2. Its imposition resulted in a green desert extending over 54 million hectares, christened the “United Republic of Soybeans” by the multinationals.
3. With the introduction of GM soy, the use of glyphosate (recently reclassified by the World Health Organization as a probable carcinogen) in the region rocketed to over 550 million litres per year, with dramatic consequences for the health of its inhabitants.
4. Millions of peasants were displaced and thousands more had to give up producing local food, being unable to coexist with GM soy.
5. Hundreds of peasants were criminalised, persecuted, and murdered in their struggle to defend the land from being taken over by soy monoculture.

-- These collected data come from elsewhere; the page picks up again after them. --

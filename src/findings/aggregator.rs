use crate::core::{Category, Issue, Location};
use std::cmp::Ordering;
use std::collections::BTreeMap;

/// Merge issues sharing a location and category, then sort canonically.
///
/// Within a group the most severe issue survives (ties go to the earlier
/// [`FindingKind`](crate::core::FindingKind)); the evidence of the others
/// moves into its `related` list.
pub fn aggregate(issues: Vec<Issue>) -> Vec<Issue> {
    let mut groups: BTreeMap<(Location, Category), Vec<Issue>> = BTreeMap::new();
    for issue in issues {
        groups
            .entry((issue.location.clone(), issue.category))
            .or_default()
            .push(issue);
    }

    let mut merged: Vec<Issue> = groups.into_values().filter_map(merge_group).collect();
    merged.sort_by(canonical_order);
    merged
}

fn merge_group(mut group: Vec<Issue>) -> Option<Issue> {
    group.sort_by(|a, b| {
        a.severity
            .cmp(&b.severity)
            .then_with(|| a.kind().cmp(&b.kind()))
            .then_with(|| a.description.cmp(&b.description))
    });
    let mut rest = group.into_iter();
    let mut keeper = rest.next()?;
    for duplicate in rest {
        keeper.related.push(duplicate.evidence);
        keeper.related.extend(duplicate.related);
    }
    Some(keeper)
}

/// Severity (critical first), file, line, category, finding kind, symbol
pub fn canonical_order(a: &Issue, b: &Issue) -> Ordering {
    a.severity
        .cmp(&b.severity)
        .then_with(|| a.location.file.cmp(&b.location.file))
        .then_with(|| {
            let line = |i: &Issue| i.location.lines.map(|l| l.start);
            line(a).cmp(&line(b))
        })
        .then_with(|| a.category.cmp(&b.category))
        .then_with(|| a.kind().cmp(&b.kind()))
        .then_with(|| a.location.symbol.cmp(&b.location.symbol))
        .then_with(|| a.location.lines.cmp(&b.location.lines))
}
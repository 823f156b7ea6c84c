//! Entry-point specification for dead-code reachability.
//!
//! The set of externally invoked functions is always supplied by the caller;
//! the matcher only applies it to the functions the parser found.

use crate::core::{AnalysisError, FunctionDef, Result};
use serde::{Deserialize, Serialize};
use std::collections::HashSet;

#[derive(Debug, Clone, Serialize, Deserialize, PartialEq)]
pub struct EntryPointSpec {
    /// Qualified (`pkg/app.py::main`) or local (`main`, `Cli.run`) names
    #[serde(default = "default_names")]
    pub names: Vec<String>,

    /// Globs matched against a function's simple name, e.g. `test_*`
    #[serde(default = "default_patterns")]
    pub patterns: Vec<String>,

    /// Treat functions called at module level as entry points
    #[serde(default = "default_module_level")]
    pub module_level: bool,
}

impl Default for EntryPointSpec {
    fn default() -> Self {
        Self {
            names: default_names(),
            patterns: default_patterns(),
            module_level: default_module_level(),
        }
    }
}

impl EntryPointSpec {
    /// No entry points at all; every function must be reached from a name
    /// added later
    pub fn empty() -> Self {
        Self {
            names: Vec::new(),
            patterns: Vec::new(),
            module_level: false,
        }
    }

    pub fn with_names<I, S>(mut self, names: I) -> Self
    where
        I: IntoIterator<Item = S>,
        S: Into<String>,
    {
        self.names.extend(names.into_iter().map(Into::into));
        self
    }

    pub fn with_patterns<I, S>(mut self, patterns: I) -> Self
    where
        I: IntoIterator<Item = S>,
        S: Into<String>,
    {
        self.patterns.extend(patterns.into_iter().map(Into::into));
        self
    }

    pub fn compile(&self) -> Result<EntryPointMatcher> {
        if let Some(blank) = self.names.iter().position(|n| n.trim().is_empty()) {
            return Err(AnalysisError::configuration(format!(
                "entry_points.names[{blank}]: empty name"
            )));
        }

        let patterns = self
            .patterns
            .iter()
            .map(|p| {
                glob::Pattern::new(p).map_err(|e| {
                    AnalysisError::configuration(format!(
                        "entry_points.patterns: invalid glob '{p}': {e}"
                    ))
                })
            })
            .collect::<Result<Vec<_>>>()?;

        Ok(EntryPointMatcher {
            names: self.names.iter().cloned().collect(),
            patterns,
            module_level: self.module_level,
        })
    }
}

#[derive(Debug, Clone)]
pub struct EntryPointMatcher {
    names: HashSet<String>,
    patterns: Vec<glob::Pattern>,
    module_level: bool,
}

impl EntryPointMatcher {
    pub fn matches(&self, function: &FunctionDef) -> bool {
        self.names.contains(&function.qualified_name)
            || self.names.contains(&function.name)
            || self
                .patterns
                .iter()
                .any(|p| p.matches(function.simple_name()))
    }

    pub fn includes_module_level(&self) -> bool {
        self.module_level
    }
}

fn default_names() -> Vec<String> {
    vec!["main".to_string()]
}

fn default_patterns() -> Vec<String> {
    vec!["test_*".to_string(), "__*__".to_string()]
}

fn default_module_level() -> bool {
    true
}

6. Millions of hectares of native forest were destroyed throughout the Southern Cone, logged and ploughed to make way for soybeans.
7. Monsanto pushed (and is still pushing) for amendments to seed laws so that it can control and monopolise seeds. In Argentina, it has waged a fifteen-year lobbying campaign for amendments allowing it to collect royalties from every grower who saves seed for replanting.
8. Disease and death have spread through the region due to the increased use of agrotoxins, arousing resistance on the part of the “sprayed communities”.
9. Governments that attempted to rein in the spread of soy and GM crops were outmaneuvered, Paraguay being a paradigmatic case of such political interference.
10. Soils have been depleted and destroyed by this extractive form of agriculture, with an unprecedented loss of nutrients.
11. Land ownership has become highly concentrated. The paradigmatic case is again that of Paraguay, where 0.4% of landowners have grabbed 56% of the land.
12. Grazing, formerly practiced in rotation with agriculture, has been displaced into much more fragile ecosystems (the Amazon, the Paraguayan Chaco, wetlands, etc.), causing devastation in these areas.
13. An alliance between the corporate groups rolling out soybean monoculture and the mass media has been consolidated, with the result that there has been little debate or publicity about the impacts of this model.
14. Herbicide-resistant crops have proven to be an agronomic failure. Dozens of weeds have developed glyphosate resistance, requiring the spraying of ever larger quantities of this and other herbicides.